“The healing of man and culture will ultimately come about through a restoration of the unity between faith and reason”
Brian Jones, a grad student in philosophy at the University of St. Thomas in Houston, recently had a wonderful article on the role of philosophy in the New Evangelization up on the Crisis Magazine website . One of the things that attracts me the most about Thomism is that it straight forwardly asserts that there are truths we can know about the world around us. Jones writes that
St. Thomas Aquinas taught that the truths man could know are not just the heritage of the philosophers, but of anyone that is born into the human race. Philosophic truths are often based upon what one already knows through his experience of the world around him. One need not be a professional philosopher to discover this. In fact, being a professional philosopher could be detrimental to this realization. The certitude of man’s confidence in knowing the world outside of his own mind, and the confidence that what we know about the external world is actually true, is the great patrimony of perennial philosophy.
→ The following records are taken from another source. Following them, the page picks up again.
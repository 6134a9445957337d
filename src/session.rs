use crate::browser::Browser;
use crate::hn_api::{ItemSource, Listing};
use crate::page::Page;

pub(crate) const PAGE_SIZE: usize = 30;

pub(crate) const PROMPT: &str =
    "enter your choice [<sno> | (m)ore | (t)op | (b)est | (n)ew | (q)uit | (r)efresh]: ";

/// Which window of which listing is on screen.
#[derive(Debug, Clone, Copy, PartialEq, Eq)]
pub(crate) struct Navigation {
    pub(crate) listing: Listing,
    pub(crate) offset: usize,
    pub(crate) page_size: usize,
}

#[derive(Debug, Clone, PartialEq, Eq)]
pub(crate) enum Command {
    More,
    Switch(Listing),
    Refresh,
    Quit,
    /// `token` is the input as typed, for the miss message.
    Open { position: usize, token: String },
}

#[derive(Debug, PartialEq, Eq, thiserror::Error)]
#[error("unknown option: {0}")]
pub(crate) struct UnknownCommand(pub(crate) String);

impl std::str::FromStr for Command {
    type Err = UnknownCommand;

    fn from_str(s: &str) -> Result<Self, Self::Err> {
        let s = s.trim();
        match s {
            "m" | "more" => Ok(Command::More),
            "n" | "new" => Ok(Command::Switch(Listing::New)),
            "t" | "top" => Ok(Command::Switch(Listing::Top)),
            "b" | "best" => Ok(Command::Switch(Listing::Best)),
            "r" | "refresh" => Ok(Command::Refresh),
            "q" | "quit" => Ok(Command::Quit),
            _ => s
                .parse::<usize>()
                .map(|position| Command::Open {
                    position,
                    token: s.to_string(),
                })
                .map_err(|_| UnknownCommand(s.to_string())),
        }
    }
}
//! Element type tags.

use std::fmt;

/// What a node holds: the interior kind, or the scalar element type of a
/// leaf buffer.
#[derive(Debug, Clone, Copy, PartialEq, Eq, Hash)]
pub enum DType {
    /// Interior node: named children, no buffer.
    Object,
    Bool,
    Int8,
    Int16,
    Int32,
    Int64,
    UInt8,
    UInt16,
    UInt32,
    UInt64,
    Float32,
    Float64,
    /// 8-bit character string.
    Char8Str,
}

impl DType {
    pub fn as_str(self) -> &'static str {
        match self {
            Self::Object => "object",
            Self::Bool => "bool",
            Self::Int8 => "int8",
            Self::Int16 => "int16",
            Self::Int32 => "int32",
            Self::Int64 => "int64",
            Self::UInt8 => "uint8",
            Self::UInt16 => "uint16",
            Self::UInt32 => "uint32",
            Self::UInt64 => "uint64",
            Self::Float32 => "float32",
            Self::Float64 => "float64",
            Self::Char8Str => "char8_str",
        }
    }

    /// Size of one buffer element in bytes (0 for the interior kind).
    pub fn element_size(self) -> usize {
        match self {
            Self::Object => 0,
            Self::Bool | Self::Int8 | Self::UInt8 | Self::Char8Str => 1,
            Self::Int16 | Self::UInt16 => 2,
            Self::Int32 | Self::UInt32 | Self::Float32 => 4,
            Self::Int64 | Self::UInt64 | Self::Float64 => 8,
        }
    }

    pub fn is_object(self) -> bool {
        matches!(self, Self::Object)
    }

    pub fn is_bool(self) -> bool {
        matches!(self, Self::Bool)
    }

    pub fn is_signed(self) -> bool {
        matches!(self, Self::Int8 | Self::Int16 | Self::Int32 | Self::Int64)
    }

    pub fn is_unsigned(self) -> bool {
        matches!(self, Self::UInt8 | Self::UInt16 | Self::UInt32 | Self::UInt64)
    }

    pub fn is_uint8(self) -> bool {
        matches!(self, Self::UInt8)
    }

    pub fn is_integer(self) -> bool {
        self.is_signed() || self.is_unsigned()
    }

    pub fn is_float(self) -> bool {
        matches!(self, Self::Float32 | Self::Float64)
    }

    pub fn is_number(self) -> bool {
        self.is_integer() || self.is_float()
    }

    pub fn is_string(self) -> bool {
        matches!(self, Self::Char8Str)
    }
}

impl fmt::Display for DType {
    fn fmt(&self, f: &mut fmt::Formatter<'_>) -> fmt::Result {
        f.write_str(self.as_str())
    }
}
Throughout the article Jones argues that faith and reason are distinct and of a ‘different order’ yet indissolubly linked since they proceed from the ‘same source’. This is an important truth and one I think would go a long way in helping to bridge the divide between science and religion and healing the rifts brought about in today’s culture wars. Toward the end Jones has a great line that I wish I had written
The healing of man and culture will ultimately come about through a restoration of the unity between faith and reason.
Read the whole thing here.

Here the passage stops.